Nooooooooo! The cake is a lie!

Portal is awesome! I haven't seen a game that well written since the monkey island series


----------



## Lenny (Jan 20, 2008)

*A day in the Life of a Turret*
_Warning: Some strong language_


----------



## Cosmo (Jan 31, 2008)

i loved portal and i agree that the end credits were simply brilliant  as far as ps3 games go i was dissapointed with the repetetive gameplay of assassins creed  my favourite game so far is rainbow six vegas, and i would reccomend it to all, (RSV2 is coming out in march) not being much of a fan of shooters, i have fallen in love with "rainbow" as it is not like most "run 'n' gun" shooters, it is incredibely tactical. sorry for my rant, PS i have not yet finished story mode on rainbow six vegas as i have been too caught up in the online play  if anyone has a ps3 online id then feel free to add me (let me know you're from CN) wow... longest post ever :/ and post number 222


----------



## Rane Longfox (Apr 4, 2008)

I just played Portal in like 2 days an wow! _So damn good!!!_ Just too short 

I do love the end credits though - Jonathan Coulton is my hero


----------



## Joel007 (Apr 4, 2008)

I like the way it's short, then you invite your friends over and watch them try it


----------



## Lenny (Apr 4, 2008)

A friend was watching me playing it, and he liked it.
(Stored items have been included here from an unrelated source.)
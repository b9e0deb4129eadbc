//! `package.json` rewriting.
//!
//! Dependency manifests are stripped of registry bookkeeping before they are
//! packed; the application's own manifest can receive caller overrides.

use serde_json::{Map, Value};

/// Name of the manifest file inside a dependency directory.
pub const MANIFEST_NAME: &str = "package.json";

fn is_removable(key: &str) -> bool {
    key.starts_with('_') || key == "dist" || key == "gitHead" || key == "keywords"
}

/// Removes bookkeeping properties from a parsed manifest.
///
/// Returns `true` when at least one property was removed. Key order of the
/// surviving properties is preserved.
pub fn strip_bookkeeping(manifest: &mut Map<String, Value>) -> bool {
    let before = manifest.len();
    manifest.retain(|key, _| !is_removable(key));
    manifest.len() != before
}

/// Cleans raw manifest bytes.
///
/// `None` means "unchanged": keep the original file. Unparsable input is
/// logged and left alone.
pub fn cleanup_manifest(raw: &[u8]) -> Option<String> {
    let mut value: Value = match serde_json::from_slice(raw) {
        Ok(v) => v,
        Err(e) => {
            tracing::debug!("Skipping manifest cleanup: {e}");
            return None;
        }
    };
    let Some(object) = value.as_object_mut() else {
        tracing::debug!("Skipping manifest cleanup: top level is not an object");
        return None;
    };
    if !strip_bookkeeping(object) {
        return None;
    }
    match serde_json::to_string_pretty(&value) {
        Ok(text) => Some(text),
        Err(e) => {
            tracing::debug!("Skipping manifest cleanup: {e}");
            None
        }
    }
}

/// Deep-merges `overrides` into `target`.
///
/// Objects merge key by key; anything else (arrays, scalars, `null`) replaces
/// the previous value.
pub fn deep_merge(target: &mut Value, overrides: &Value) {
    match (target, overrides) {
        (Value::Object(target), Value::Object(overrides)) => {
            for (key, value) in overrides {
                let nested = value.is_object() && target.get(key).is_some_and(Value::is_object);
                match target.get_mut(key) {
                    Some(existing) if nested => deep_merge(existing, value),
                    _ => {
                        target.insert(key.clone(), value.clone());
                    }
                }
            }
        }
        (target, overrides) => *target = overrides.clone(),
    }
}

/// Applies `overrides` to the root manifest and serializes it unconditionally.
pub fn apply_overrides(raw: &[u8], overrides: &Value) -> Result<String, serde_json::Error> {
    let mut manifest: Value = serde_json::from_slice(raw)?;
    deep_merge(&mut manifest, overrides);
    serde_json::to_string_pretty(&manifest)
}

#[cfg(test)]
mod tests {
    use super::*;
    use serde_json::json;

    #[test]
    fn removes_bookkeeping_and_keeps_order() {
        let raw = br#"{"name":"dep","_private":1,"version":"1.0.0","dist":{},"main":"index.js","gitHead":"abc","keywords":["x"],"_resolved":"r"}"#;
        let cleaned = cleanup_manifest(raw).expect("rewritten");
        let value: Value = serde_json::from_str(&cleaned).unwrap();
        let keys: Vec<&str> = value.as_object().unwrap().keys().map(String::as_str).collect();
        assert_eq!(keys, vec!["name", "version", "main"]);
        assert!(cleaned.contains("\n  \"name\": \"dep\""));
    }

    #[test]
    fn untouched_manifest_signals_unchanged() {
        assert_eq!(cleanup_manifest(br#"{"name":"dep","version":"1.0.0"}"#), None);
    }

    #[test]
    fn malformed_manifest_is_tolerated() {
        assert_eq!(cleanup_manifest(b"{ not json"), None);
        assert_eq!(cleanup_manifest(b"[1, 2]"), None);
    }

    #[test]
    fn deep_merge_recurses_into_objects() {
        let mut target = json!({"name": "app", "build": {"a": 1, "b": [1, 2]}, "keep": true});
        deep_merge(&mut target, &json!({"build": {"b": [3], "c": null}, "version": "2.0.0"}));
        assert_eq!(
            target,
            json!({"name": "app", "build": {"a": 1, "b": [3], "c": null}, "keep": true, "version": "2.0.0"})
        );
    }

    #[test]
    fn overrides_always_reserialize() {
        let text = apply_overrides(br#"{"name":"app"}"#, &json!({})).unwrap();
        assert_eq!(text, "{\n  \"name\": \"app\"\n}");
    }
}
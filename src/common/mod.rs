//! Common types shared by the packing stages.

use std::fs::Metadata;
use std::path::PathBuf;

use crate::fsx;

/// What a walked path turned out to be, as seen by `lstat`.
#[derive(Debug, Clone, Copy, PartialEq, Eq)]
pub enum EntryKind {
    File,
    Directory,
    Symlink,
    /// Sockets, FIFOs and devices. Kept in the walk, ignored by the packager.
    Other,
}

/// Metadata snapshot for a single walked path.
#[derive(Debug, Clone)]
pub struct Entry {
    /// Absolute (root-joined) path of the entry.
    pub path: PathBuf,
    pub kind: EntryKind,
    pub size: u64,
    /// Unix permission bits; `0` on platforms without them.
    pub mode: u32,
}

impl Entry {
    pub fn from_metadata(path: PathBuf, metadata: &Metadata) -> Self {
        let file_type = metadata.file_type();
        let kind = if file_type.is_symlink() {
            EntryKind::Symlink
        } else if file_type.is_dir() {
            EntryKind::Directory
        } else if file_type.is_file() {
            EntryKind::File
        } else {
            EntryKind::Other
        };
        Self { path, kind, size: metadata.len(), mode: fsx::mode(metadata) }
    }

    pub fn is_file(&self) -> bool {
        self.kind == EntryKind::File
    }

    pub fn is_dir(&self) -> bool {
        self.kind == EntryKind::Directory
    }
}
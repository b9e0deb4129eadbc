//! Post-build verification that an archive contains a usable entry.

use std::path::Path;

use crate::error::{HeaderError, IntegrityError};
use crate::reader::{list_package, read_header};

/// Checks that `relative` exists in `archive` with a non-zero size.
///
/// Failures are classified as:
/// - archive missing on disk: likely a misconfiguration;
/// - header unreadable, entry empty or its bytes past the end of the file: corrupted;
/// - anything else: the entry does not exist.
pub fn check_file_in_archive(archive: &Path, relative: &str, message_prefix: &str) -> Result<(), IntegrityError> {
    let entry = relative.to_string();
    let prefix = message_prefix.to_string();

    let lookup = read_header(archive).and_then(|header| {
        let node = header.lookup(relative, true)?.clone();
        Ok((header, node))
    });

    let (header, node) = match lookup {
        Ok(found) => found,
        Err(err) => return Err(classify_lookup_failure(archive, entry, prefix, err)),
    };

    let corrupted = |reason: String| IntegrityError::Corrupted {
        prefix: message_prefix.to_string(),
        entry: relative.to_string(),
        archive: archive.to_path_buf(),
        reason,
    };

    // Directories carry no size and pass.
    let Some(size) = node.size else {
        return Ok(());
    };
    if size == 0 {
        return Err(corrupted("size 0".to_string()));
    }

    if let (false, Some(offset)) = (node.unpacked, node.offset) {
        let archive_len = std::fs::metadata(archive).map(|m| m.len()).map_err(|e| corrupted(e.to_string()))?;
        let end = header
            .payload_start()
            .checked_add(offset)
            .and_then(|start| start.checked_add(size))
            .ok_or_else(|| corrupted("offset out of range".to_string()))?;
        if end > archive_len {
            return Err(corrupted(format!("data ends at byte {end} but the archive has {archive_len} bytes")));
        }
    }
    Ok(())
}

fn classify_lookup_failure(archive: &Path, entry: String, prefix: String, err: HeaderError) -> IntegrityError {
    if !archive.exists() {
        return IntegrityError::ArchiveMissing { prefix, entry, archive: archive.to_path_buf() };
    }
    if let Err(list_err) = list_package(archive) {
        return IntegrityError::Corrupted { prefix, entry, archive: archive.to_path_buf(), reason: list_err.to_string() };
    }
    tracing::debug!("Lookup of \"{entry}\" failed: {err}");
    IntegrityError::EntryMissing { prefix, entry, archive: archive.to_path_buf() }
}
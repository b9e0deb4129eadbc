//! # asarpack Core Library
//!
//! This crate packs an application directory into a single asar archive: a
//! size-prefixed JSON header followed by the concatenated file contents. Files
//! that cannot be loaded from inside an archive (native dependencies, explicitly
//! selected patterns) are extracted into `<archive>.unpacked/` instead.
//!
//! ## Key Modules
//!
//! - [`walk`]: Deterministic, bounded-concurrency directory traversal.
//! - [`unpack`]: Detection of `node_modules` dependencies that ship native code.
//! - [`manifest`]: `package.json` cleanup and root manifest overrides.
//! - [`ordering`]: Reordering of packed files from an ordering hint file.
//! - [`header`]: Record framing and the in-memory node tree.
//! - [`packager`]: The archive assembler tying the stages together.
//! - [`reader`] and [`integrity`]: Reading and verifying finished archives.
//!
//! ## Examples
//!
//! ```no_run
//! use asarpack::{create_asar_archive, PackOptions};
//! use std::path::Path;
//!
//! let summary = create_asar_archive(
//!     Path::new("build/app"),
//!     Path::new("dist/resources/app.asar"),
//!     PackOptions::default(),
//!     None,
//! )?;
//! println!("{} files packed", summary.packed_files);
//! # Ok::<(), asarpack::PackError>(())
//! ```

pub mod blockmap;
pub mod cli;
pub mod cli_runner;
pub mod common;
pub mod config;
pub mod error;
pub mod fsx;
pub mod header;
pub mod integrity;
pub mod manifest;
pub mod ordering;
pub mod packager;
pub mod reader;
pub mod unpack;
pub mod walk;

pub use config::{LinkMode, PackOptions, PathPattern};
pub use error::{HeaderError, IntegrityError, PackError};
pub use integrity::check_file_in_archive;
pub use packager::{create_asar_archive, AsarPackager, PackSummary};
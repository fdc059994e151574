use serde::{Deserialize, Serialize};

use crate::core::Player;
use crate::utils::{GameError, GameResult};

pub const MIN_SIZE: usize = 3;
pub const MAX_SIZE: usize = 10;

#[derive(Debug, Clone, Copy, PartialEq, Eq, Hash, Default, Serialize, Deserialize)]
pub enum Cell {
    #[default]
    Empty,
    X,
    O,
}

impl Cell {
    pub fn player(self) -> Option<Player> {
        match self {
            Cell::Empty => None,
            Cell::X => Some(Player::X),
            Cell::O => Some(Player::O),
        }
    }

    pub fn is_empty(self) -> bool {
        self == Cell::Empty
    }
}

#[derive(Debug, Clone, Copy, PartialEq, Eq, Serialize, Deserialize)]
pub enum LineKind {
    Row(usize),
    Column(usize),
    MainDiagonal,
    AntiDiagonal,
}

#[derive(Debug, Clone, PartialEq, Eq, Serialize, Deserialize)]
pub struct WinningLine {
    pub kind: LineKind,
    pub player: Player,
    pub cells: Vec<(usize, usize)>,
}

impl WinningLine {
    pub fn contains(&self, row: usize, col: usize) -> bool {
        self.cells.contains(&(row, col))
    }
}

// Row-major: cells[row * size + col]
#[derive(Debug, Clone, PartialEq, Eq, Serialize, Deserialize)]
pub struct Board {
    size: usize,
    cells: Vec<Cell>,
}

impl Board {
    pub fn new(size: usize) -> GameResult<Self> {
        if !(MIN_SIZE..=MAX_SIZE).contains(&size) {
            return Err(GameError::invalid_configuration(format!(
                "board size must be between {} and {}, got {}",
                MIN_SIZE, MAX_SIZE, size
            )));
        }

        Ok(Self {
            size,
            cells: vec![Cell::Empty; size * size],
        })
    }

    pub fn size(&self) -> usize {
        self.size
    }

    pub fn cells(&self) -> &[Cell] {
        &self.cells
    }

    pub fn get(&self, row: usize, col: usize) -> Option<Cell> {
        self.index(row, col).map(|index| self.cells[index])
    }

    pub fn place(&mut self, row: usize, col: usize, player: Player) -> GameResult<()> {
        let index = self.index(row, col).ok_or(GameError::OutOfBounds {
            row,
            col,
            size: self.size,
        })?;

        if !self.cells[index].is_empty() {
            return Err(GameError::CellOccupied { row, col });
        }

        self.cells[index] = player.to_cell();
        Ok(())
    }

    pub fn clear(&mut self) {
        self.cells.fill(Cell::Empty);
    }

    pub fn is_full(&self) -> bool {
        self.cells.iter().all(|cell| !cell.is_empty())
    }

    pub fn filled_count(&self) -> usize {
        self.cells.iter().filter(|cell| !cell.is_empty()).count()
    }

    pub fn winner(&self) -> Option<Player> {
        self.winning_line().map(|line| line.player)
    }

    // Rows, then columns, then the main and anti diagonals
    pub fn winning_line(&self) -> Option<WinningLine> {
        let n = self.size;

        (0..n)
            .map(LineKind::Row)
            .chain((0..n).map(LineKind::Column))
            .chain([LineKind::MainDiagonal, LineKind::AntiDiagonal])
            .find_map(|kind| {
                let cells = self.line_cells(kind);
                self.line_owner(&cells).map(|player| WinningLine { kind, player, cells })
            })
    }

    fn line_cells(&self, kind: LineKind) -> Vec<(usize, usize)> {
        let n = self.size;
        match kind {
            LineKind::Row(row) => (0..n).map(|col| (row, col)).collect(),
            LineKind::Column(col) => (0..n).map(|row| (row, col)).collect(),
            LineKind::MainDiagonal => (0..n).map(|i| (i, i)).collect(),
            LineKind::AntiDiagonal => (0..n).map(|i| (i, n - 1 - i)).collect(),
        }
    }

    fn line_owner(&self, cells: &[(usize, usize)]) -> Option<Player> {
        let (&(row, col), rest) = cells.split_first()?;
        let first = self.cells[row * self.size + col];
        let player = first.player()?;

        rest.iter()
            .all(|&(r, c)| self.cells[r * self.size + c] == first)
            .then_some(player)
    }

    fn index(&self, row: usize, col: usize) -> Option<usize> {
        (row < self.size && col < self.size).then(|| row * self.size + col)
    }
}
The next day, I got a message from him on MSN, "Lenny, level such and such, how do I get up onto the platform?". He'd gone out and bought Orange Box simply for Portal. 

Not my fault, honest!

When I next went over to his, by the way, he was still struggling his way through the last few levels!


----------



## Rane Longfox (Apr 4, 2008)

There was only one level I had to attempt more than once - the one with the _huge_ drop in it, that's mostly about timing - I kept firing the wrong coloured portals


----------



## Lenny (Apr 4, 2008)

I'm trying to think which one that might be...

Was it the one where you have to jump down from the platform you're on into a portal to fire yourself up to the next platform?


----------